Your instructions: Your result should be every line of the records below that contains the word "entry".

Dataset entries:
⁂

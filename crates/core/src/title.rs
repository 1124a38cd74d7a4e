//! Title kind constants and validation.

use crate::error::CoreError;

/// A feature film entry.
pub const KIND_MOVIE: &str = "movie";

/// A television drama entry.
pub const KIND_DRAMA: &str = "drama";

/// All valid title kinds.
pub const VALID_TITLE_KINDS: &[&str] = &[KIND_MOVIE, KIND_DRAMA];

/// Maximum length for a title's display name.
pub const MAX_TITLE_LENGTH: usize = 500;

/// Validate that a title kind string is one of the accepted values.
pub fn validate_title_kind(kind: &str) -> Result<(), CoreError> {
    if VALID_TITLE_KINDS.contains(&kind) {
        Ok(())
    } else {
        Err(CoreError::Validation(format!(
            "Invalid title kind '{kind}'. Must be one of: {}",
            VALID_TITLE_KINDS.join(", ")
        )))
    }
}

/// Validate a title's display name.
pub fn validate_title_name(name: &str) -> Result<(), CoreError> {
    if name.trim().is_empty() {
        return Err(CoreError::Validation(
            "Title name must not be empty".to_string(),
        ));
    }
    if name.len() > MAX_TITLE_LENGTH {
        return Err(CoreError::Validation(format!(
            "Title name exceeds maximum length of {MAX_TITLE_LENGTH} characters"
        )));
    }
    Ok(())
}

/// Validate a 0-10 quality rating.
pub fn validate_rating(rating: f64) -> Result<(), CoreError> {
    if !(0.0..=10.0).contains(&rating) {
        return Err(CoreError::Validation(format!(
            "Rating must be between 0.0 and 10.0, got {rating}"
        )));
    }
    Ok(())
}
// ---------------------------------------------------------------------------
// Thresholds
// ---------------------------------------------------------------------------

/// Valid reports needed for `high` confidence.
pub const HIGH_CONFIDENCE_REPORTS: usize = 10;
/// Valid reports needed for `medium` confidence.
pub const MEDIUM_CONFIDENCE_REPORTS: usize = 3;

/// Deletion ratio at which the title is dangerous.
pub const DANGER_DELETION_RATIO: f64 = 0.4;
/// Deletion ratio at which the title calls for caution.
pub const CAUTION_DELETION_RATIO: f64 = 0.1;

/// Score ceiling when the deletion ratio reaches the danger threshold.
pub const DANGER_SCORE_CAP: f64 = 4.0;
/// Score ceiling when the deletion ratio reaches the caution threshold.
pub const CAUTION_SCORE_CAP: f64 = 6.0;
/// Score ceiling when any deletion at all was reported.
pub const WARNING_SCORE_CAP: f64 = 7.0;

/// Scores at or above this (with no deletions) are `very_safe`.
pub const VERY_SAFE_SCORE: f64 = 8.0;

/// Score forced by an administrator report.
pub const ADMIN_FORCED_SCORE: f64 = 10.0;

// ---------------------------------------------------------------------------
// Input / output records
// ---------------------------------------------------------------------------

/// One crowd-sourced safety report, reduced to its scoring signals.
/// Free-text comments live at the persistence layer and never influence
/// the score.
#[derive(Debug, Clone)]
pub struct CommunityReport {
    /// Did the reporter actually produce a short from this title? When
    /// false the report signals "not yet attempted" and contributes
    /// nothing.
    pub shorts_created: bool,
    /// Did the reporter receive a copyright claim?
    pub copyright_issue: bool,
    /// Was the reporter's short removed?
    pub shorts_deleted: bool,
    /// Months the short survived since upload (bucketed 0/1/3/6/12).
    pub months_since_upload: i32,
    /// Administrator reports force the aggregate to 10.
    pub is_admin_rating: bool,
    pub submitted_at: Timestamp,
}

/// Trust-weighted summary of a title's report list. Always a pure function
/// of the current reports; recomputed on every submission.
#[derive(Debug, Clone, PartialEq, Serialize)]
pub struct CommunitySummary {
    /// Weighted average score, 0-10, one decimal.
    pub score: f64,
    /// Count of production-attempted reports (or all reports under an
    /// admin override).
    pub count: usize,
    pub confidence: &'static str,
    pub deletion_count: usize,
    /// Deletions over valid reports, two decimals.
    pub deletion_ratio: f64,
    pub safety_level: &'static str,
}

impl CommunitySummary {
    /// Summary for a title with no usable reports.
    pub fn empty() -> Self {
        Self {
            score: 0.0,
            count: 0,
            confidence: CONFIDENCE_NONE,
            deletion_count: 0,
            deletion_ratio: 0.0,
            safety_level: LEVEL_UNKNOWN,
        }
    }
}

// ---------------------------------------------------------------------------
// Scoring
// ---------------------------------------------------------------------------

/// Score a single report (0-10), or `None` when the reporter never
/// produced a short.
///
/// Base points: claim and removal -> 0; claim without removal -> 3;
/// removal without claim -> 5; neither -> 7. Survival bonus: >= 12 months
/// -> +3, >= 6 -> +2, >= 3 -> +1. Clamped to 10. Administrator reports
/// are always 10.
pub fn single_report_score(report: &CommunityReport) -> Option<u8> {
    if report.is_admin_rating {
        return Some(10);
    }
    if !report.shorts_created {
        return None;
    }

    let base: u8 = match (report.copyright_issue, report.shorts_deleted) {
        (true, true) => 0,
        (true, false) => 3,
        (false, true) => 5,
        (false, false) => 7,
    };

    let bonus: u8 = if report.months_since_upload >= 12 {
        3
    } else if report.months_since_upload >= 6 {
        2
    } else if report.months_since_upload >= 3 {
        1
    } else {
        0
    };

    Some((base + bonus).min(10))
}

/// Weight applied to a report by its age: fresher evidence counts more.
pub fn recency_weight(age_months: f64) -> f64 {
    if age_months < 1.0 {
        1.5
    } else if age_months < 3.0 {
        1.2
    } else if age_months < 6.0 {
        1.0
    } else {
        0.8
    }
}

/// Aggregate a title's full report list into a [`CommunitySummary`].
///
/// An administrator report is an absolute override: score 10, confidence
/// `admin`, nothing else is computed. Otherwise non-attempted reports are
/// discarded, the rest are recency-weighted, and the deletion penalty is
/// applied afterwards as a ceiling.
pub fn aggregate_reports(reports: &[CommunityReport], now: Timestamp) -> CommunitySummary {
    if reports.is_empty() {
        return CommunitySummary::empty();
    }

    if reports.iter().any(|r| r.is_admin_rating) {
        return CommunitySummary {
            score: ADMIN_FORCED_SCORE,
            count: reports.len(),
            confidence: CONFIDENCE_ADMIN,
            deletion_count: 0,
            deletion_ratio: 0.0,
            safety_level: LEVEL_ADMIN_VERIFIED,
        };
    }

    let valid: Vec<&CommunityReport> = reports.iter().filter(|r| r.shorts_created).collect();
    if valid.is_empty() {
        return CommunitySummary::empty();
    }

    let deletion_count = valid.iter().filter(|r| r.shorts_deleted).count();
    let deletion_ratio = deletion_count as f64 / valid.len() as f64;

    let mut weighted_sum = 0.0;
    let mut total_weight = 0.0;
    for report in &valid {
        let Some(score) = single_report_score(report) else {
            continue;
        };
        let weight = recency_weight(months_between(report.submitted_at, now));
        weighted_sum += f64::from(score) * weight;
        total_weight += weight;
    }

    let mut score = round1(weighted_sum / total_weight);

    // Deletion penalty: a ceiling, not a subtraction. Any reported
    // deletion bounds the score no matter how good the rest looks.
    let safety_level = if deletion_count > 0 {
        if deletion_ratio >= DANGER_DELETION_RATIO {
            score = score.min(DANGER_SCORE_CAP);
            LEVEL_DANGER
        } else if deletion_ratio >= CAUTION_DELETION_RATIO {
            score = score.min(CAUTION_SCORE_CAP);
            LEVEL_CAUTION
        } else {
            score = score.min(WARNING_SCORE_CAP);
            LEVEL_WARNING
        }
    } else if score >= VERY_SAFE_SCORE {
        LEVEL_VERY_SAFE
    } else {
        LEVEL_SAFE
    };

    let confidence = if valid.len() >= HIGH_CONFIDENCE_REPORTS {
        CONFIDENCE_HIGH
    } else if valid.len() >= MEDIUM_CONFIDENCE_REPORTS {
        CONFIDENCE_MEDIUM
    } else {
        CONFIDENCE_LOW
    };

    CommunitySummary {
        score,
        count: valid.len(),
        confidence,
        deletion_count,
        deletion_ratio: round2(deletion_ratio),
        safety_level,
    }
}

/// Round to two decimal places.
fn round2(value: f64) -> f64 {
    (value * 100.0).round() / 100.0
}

⁂

Written solution:
/// A feature film entry.
/// A television drama entry.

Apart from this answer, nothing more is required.